The bad news is – getting a book ready to be published is a grind!
I’m lucky to have a wonderful publisher in She Writes Press. @BrookeWarner and her team are great at advising us Spring Authors on all the myriad of details that are required to birth a book into the world-and it is labor.
Labor as in work. Labor as in the effort, concentration, and even the pain and push of getting a book out there. Just glad I have a good coach. Keep telling me, “Breathe. Breathe. Breathe.” Deeply.
The other good news is that I have a name for my baby: Redlined: A Memoir of Race, Change, and Fractured Community in 1960s Chicago. I like it.
It encapsulates in a few words the core of the book: what it was like to watch our community fracture. As blacks moved into West Garfield Park, life-long friends of ours moved away. The congregation of Bethel Church, my family church since the 1920s, was decimated. From a once vibrant, full church, only about 35 die-hards, mostly elderly people and our family, remained. Between 1965 and 1968, two riots occurred in our commercial district and another farther away.

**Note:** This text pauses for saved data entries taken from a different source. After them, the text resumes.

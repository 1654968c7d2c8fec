//! Threshold alerting
//!
//! Duration-gated threshold evaluation with per-entity state tracking: a
//! threshold must be continuously breached for its configured duration
//! before one alert fires, and no further alert fires until the condition
//! recovers and breaches again.

pub mod config;
pub mod notifier;
pub mod registry;
pub mod tracker;
pub mod types;

pub use config::{AlertConfig, AlertSettings, ThresholdEntry};
pub use notifier::{AlertNotifier, NotificationFanout, TerminalNotifier};
pub use registry::ThresholdRegistry;
pub use tracker::{AlertTracker, SampleHistory, StateKey};
pub use types::{
    ActiveAlert, AlertKind, AlertSeverity, AlertState, Direction, EntityContext, EntityKey,
    FiredAlert, MetricKey, ThresholdConfig,
};
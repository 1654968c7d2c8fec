//! Metric snapshot types
//!
//! Plain data carried from a metric source into the evaluation loop.

use serde::{Deserialize, Serialize};

/// Usage reading for a single CPU core
#[derive(Debug, Clone, Copy, PartialEq, Serialize, Deserialize)]
pub struct CoreUsage {
    /// Core identifier (0-based)
    pub core_id: u32,
    /// Usage percentage (0-100)
    pub usage: f64,
}

/// CPU usage reading for a single process
#[derive(Debug, Clone, PartialEq, Serialize, Deserialize)]
pub struct ProcessUsage {
    /// Process ID
    pub pid: u32,
    /// Process name or command
    pub name: String,
    /// CPU usage percentage
    pub cpu_percent: f64,
}

/// Network bandwidth reading for a single process
#[derive(Debug, Clone, PartialEq, Serialize, Deserialize)]
pub struct ProcessBandwidth {
    /// Process name
    pub name: String,
    /// Combined rx+tx bandwidth in bytes per second
    pub bytes_per_sec: f64,
}

/// Overall network bandwidth reading
#[derive(Debug, Clone, Copy, PartialEq, Default, Serialize, Deserialize)]
pub struct Bandwidth {
    /// Receive rate in bytes per second
    pub rx_bytes_per_sec: f64,
    /// Transmit rate in bytes per second
    pub tx_bytes_per_sec: f64,
}

impl Bandwidth {
    /// Combined rx+tx rate in bytes per second
    pub fn total(&self) -> f64 {
        self.rx_bytes_per_sec + self.tx_bytes_per_sec
    }
}

/// Per-interface counters
#[derive(Debug, Clone, PartialEq, Serialize, Deserialize)]
pub struct InterfaceStats {
    /// Interface name (e.g. "en0")
    pub name: String,
    /// Whether the interface is currently up and carrying traffic
    pub active: bool,
    /// Combined rx+tx bandwidth in bytes per second
    pub bandwidth_bytes_per_sec: f64,
    /// Error counter for the interface
    pub errors: u64,
}

/// Connection count statistics
#[derive(Debug, Clone, Copy, PartialEq, Eq, Default, Serialize, Deserialize)]
pub struct ConnectionStats {
    pub tcp: u64,
    pub udp: u64,
    pub total: u64,
    pub established: u64,
    pub listening: u64,
}

/// WiFi link details
#[derive(Debug, Clone, PartialEq, Serialize, Deserialize)]
pub struct WifiStatus {
    /// Whether a WiFi link is currently associated
    pub connected: bool,
    /// Signal strength (RSSI) in dBm; more negative is weaker
    pub signal_strength: f64,
    /// Network name, if known
    pub ssid: Option<String>,
}
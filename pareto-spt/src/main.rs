use std::process::ExitCode;

use pareto_spt::demo::{DemoRequest, Network, plan};
use pareto_spt::domain::{PathState, VertexId};
use pareto_spt::spt::DominanceConfig;
use tracing_subscriber::EnvFilter;

/// Grid size of the demo network.
const GRID_SIZE: usize = 12;

/// Block length of the demo network in metres.
const BLOCK_M: f64 = 150.0;

fn main() -> ExitCode {
    let filter = EnvFilter::try_from_default_env().unwrap_or_else(|_| EnvFilter::new("info"));
    tracing_subscriber::fmt().with_env_filter(filter).init();

    // Optional JSON file overriding the dominance tolerances
    let dominance = match std::env::args().nth(1) {
        Some(path) => match DominanceConfig::from_file(&path) {
            Ok(config) => config,
            Err(e) => {
                eprintln!("Error: {path}: {e}");
                return ExitCode::FAILURE;
            }
        },
        None => DominanceConfig::default(),
    };

    let network = Network::grid(GRID_SIZE, GRID_SIZE, BLOCK_M);
    let destination = VertexId::new((GRID_SIZE * GRID_SIZE - 1) as u32);

    let result = match plan(&network, DemoRequest::default(), dominance) {
        Ok(result) => result,
        Err(e) => {
            eprintln!("Error: {e}");
            return ExitCode::FAILURE;
        }
    };

    println!("{}", result.tree);
    println!(
        "Accepted {} states, expanded {}, skipped {} pruned, rejected {}",
        result.stats.accepted,
        result.stats.expanded,
        result.stats.skipped,
        result.stats.rejected
    );

    match result.best(destination) {
        Some(best) => println!(
            "Best at {destination}: cost {:.1}, {} min, walked {:.0} m, mode {}",
            best.weight(),
            best.elapsed_time().num_minutes(),
            best.walk_distance(),
            best.mode()
        ),
        None => println!("No acceptable path to {destination}"),
    }

    result.tree.dump();

    ExitCode::SUCCESS
}
//! Dense identity keys for search vertices and edges.

use std::fmt;

/// Identity of a search-graph vertex.
///
/// Ids are assigned once per vertex instance when the graph is built and
/// are dense, so a frontier can be a plain indexed table. Two vertices that
/// happen to describe the same place are still distinct if they carry
/// different ids.
///
/// # Examples
///
/// ```
/// use pareto_spt::domain::VertexId;
///
/// let v = VertexId::new(7);
/// assert_eq!(v.index(), 7);
/// assert_eq!(v.to_string(), "v7");
/// ```
#[derive(Clone, Copy, PartialEq, Eq, Hash, PartialOrd, Ord)]
pub struct VertexId(u32);

impl VertexId {
    /// Wrap a raw vertex index.
    pub const fn new(index: u32) -> Self {
        Self(index)
    }

    /// Returns the position of this vertex in dense tables.
    pub const fn index(self) -> usize {
        self.0 as usize
    }
}

impl fmt::Debug for VertexId {
    fn fmt(&self, f: &mut fmt::Formatter<'_>) -> fmt::Result {
        write!(f, "VertexId({})", self.0)
    }
}

impl fmt::Display for VertexId {
    fn fmt(&self, f: &mut fmt::Formatter<'_>) -> fmt::Result {
        write!(f, "v{}", self.0)
    }
}

/// Identity of a directed search-graph edge.
#[derive(Clone, Copy, PartialEq, Eq, Hash, PartialOrd, Ord)]
pub struct EdgeId(u32);

impl EdgeId {
    /// Wrap a raw edge index.
    pub const fn new(index: u32) -> Self {
        Self(index)
    }

    /// Returns the position of this edge in dense tables.
    pub const fn index(self) -> usize {
        self.0 as usize
    }
}

impl fmt::Debug for EdgeId {
    fn fmt(&self, f: &mut fmt::Formatter<'_>) -> fmt::Result {
        write!(f, "EdgeId({})", self.0)
    }
}

impl fmt::Display for EdgeId {
    fn fmt(&self, f: &mut fmt::Formatter<'_>) -> fmt::Result {
        write!(f, "e{}", self.0)
    }
}
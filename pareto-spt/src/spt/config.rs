//! Dominance tolerances for the Pareto frontier.

use std::path::Path;

use chrono::Duration;
use serde::{Deserialize, Serialize};

/// Error loading or validating a [`DominanceConfig`].
#[derive(Debug, thiserror::Error)]
pub enum ConfigError {
    /// The configuration file could not be read
    #[error("failed to read dominance config: {0}")]
    Io(#[from] std::io::Error),

    /// The configuration document is not valid JSON for this type
    #[error("failed to parse dominance config: {0}")]
    Parse(#[from] serde_json::Error),

    /// A tunable is negative, not finite or out of range
    #[error("invalid dominance config: {0}")]
    Invalid(String),
}

/// Tolerances used when neither state's route history contains the other's.
///
/// Two variants of these constants exist in the history of this router:
/// ratio thresholds written as `1 + epsilon`, and hard-coded factors of
/// 1.05 (walk) and 1.02 (cost and time) with a 30 unit margin. They resolve
/// to the same thresholds; nobody has recorded why the forms diverged, so
/// all five values stay tunable here.
#[derive(Debug, Clone, PartialEq, Serialize, Deserialize)]
#[serde(default)]
pub struct DominanceConfig {
    /// Relative slack on walk distance.
    pub walk_epsilon: f64,

    /// Relative slack on generalized cost.
    pub cost_epsilon: f64,

    /// Absolute slack on generalized cost (exclusive).
    pub cost_margin: f64,

    /// Relative slack on elapsed time.
    pub time_epsilon: f64,

    /// Absolute slack on elapsed time in seconds (inclusive).
    pub time_margin_secs: i64,
}

impl DominanceConfig {
    /// Create a new configuration with the given tolerances.
    pub fn new(
        walk_epsilon: f64,
        cost_epsilon: f64,
        cost_margin: f64,
        time_epsilon: f64,
        time_margin_secs: i64,
    ) -> Self {
        Self {
            walk_epsilon,
            cost_epsilon,
            cost_margin,
            time_epsilon,
            time_margin_secs,
        }
    }

    /// Returns the absolute time slack as a Duration.
    ///
    /// Saturates at [`Duration::MAX`] for margins a Duration cannot hold,
    /// which [`validate`](Self::validate) rejects.
    pub fn time_margin(&self) -> Duration {
        Duration::try_seconds(self.time_margin_secs).unwrap_or(Duration::MAX)
    }

    /// Parse a configuration from JSON. Missing fields take their defaults.
    pub fn from_json(json: &str) -> Result<Self, ConfigError> {
        let config: Self = serde_json::from_str(json)?;
        config.validate()?;
        Ok(config)
    }

    /// Read and parse a JSON configuration file.
    pub fn from_file(path: impl AsRef<Path>) -> Result<Self, ConfigError> {
        let json = std::fs::read_to_string(path)?;
        Self::from_json(&json)
    }

    /// Check that every tunable is finite and non-negative, and that the
    /// time margin fits in a Duration.
    pub fn validate(&self) -> Result<(), ConfigError> {
        let ratios = [
            ("walk_epsilon", self.walk_epsilon),
            ("cost_epsilon", self.cost_epsilon),
            ("cost_margin", self.cost_margin),
            ("time_epsilon", self.time_epsilon),
        ];
        for (name, value) in ratios {
            if !value.is_finite() || value < 0.0 {
                return Err(ConfigError::Invalid(format!(
                    "{name} must be finite and non-negative, got {value}"
                )));
            }
        }

        if self.time_margin_secs < 0 {
            return Err(ConfigError::Invalid(format!(
                "time_margin_secs must be non-negative, got {}",
                self.time_margin_secs
            )));
        }

        if Duration::try_seconds(self.time_margin_secs).is_none() {
            return Err(ConfigError::Invalid(format!(
                "time_margin_secs is too large, got {}",
                self.time_margin_secs
            )));
        }

        Ok(())
    }
}

impl Default for DominanceConfig {
    fn default() -> Self {
        Self {
            walk_epsilon: 0.05,
            cost_epsilon: 0.02,
            cost_margin: 30.0,
            time_epsilon: 0.02,
            time_margin_secs: 30,
        }
    }
}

The area of Madison and Pulaski was a charred ruin, huge swaths burned to the ground.
When the first blacks moved onto our block in 1963, my family stayed, and for the first time, we got to know African Americans, and previous stereotypes were replaced by the complex nature of human beings; neighbors we were happy to have.
My parents didn’t sell their small apartment buildings as most whites did. They chose to spend the next twenty years devoted to their tenants and property-in a fractured and devastated the landscape.
So this is my parents’ story too: how they staked their future on a rooming house in West Garfield Park, but the future didn’t turn out the way they had expected.
How about you? When have historical or other forces beyond your control changed the outcome of your expectations?
Keep an eye on this space. I plan to blog sneak previews from the book to give you an insider’s view of what’s coming. You’ll find out about Chicago’s West Side from the 1940s, ’50s, ’60s, and beyond, the racist housing policies that destroyed neighborhoods nationwide, and the family dynamics that strained a marriage to the breaking point.
Great news, Linda. And the title is perfect. I eagerly await publication.
Thanks for the comments, Candace!I’m about to change the subtitle slightly. Still working on the cover. I love your responses. Keep ’em coming.
It’s changed a bit since 5/26. Now: Redlined: A Memoir of Race and Change in 1960s Chicago.
I remember those days as a child and the “white-flight” that devastated our beloved cities. Now the trend is to move into the urban center for its renewed vitality and diversity. Thank goodness for change! Can’t wait to read your book! Diana Y. Paul, Things Unsaid
Sorry for the long delay in commenting. The white flight was a direct result of the racist mortgage laws, about which I write in my book – as it applied to my community and thousands like it across the country. Natalie Y. Moore, our local NPR station’s South Side reporter recommended a book or article that tried to show a balance for gentrification and respect for the people who would be forced out of their communities by gentrification. I’ll try to get the name of it. Thanks for commenting.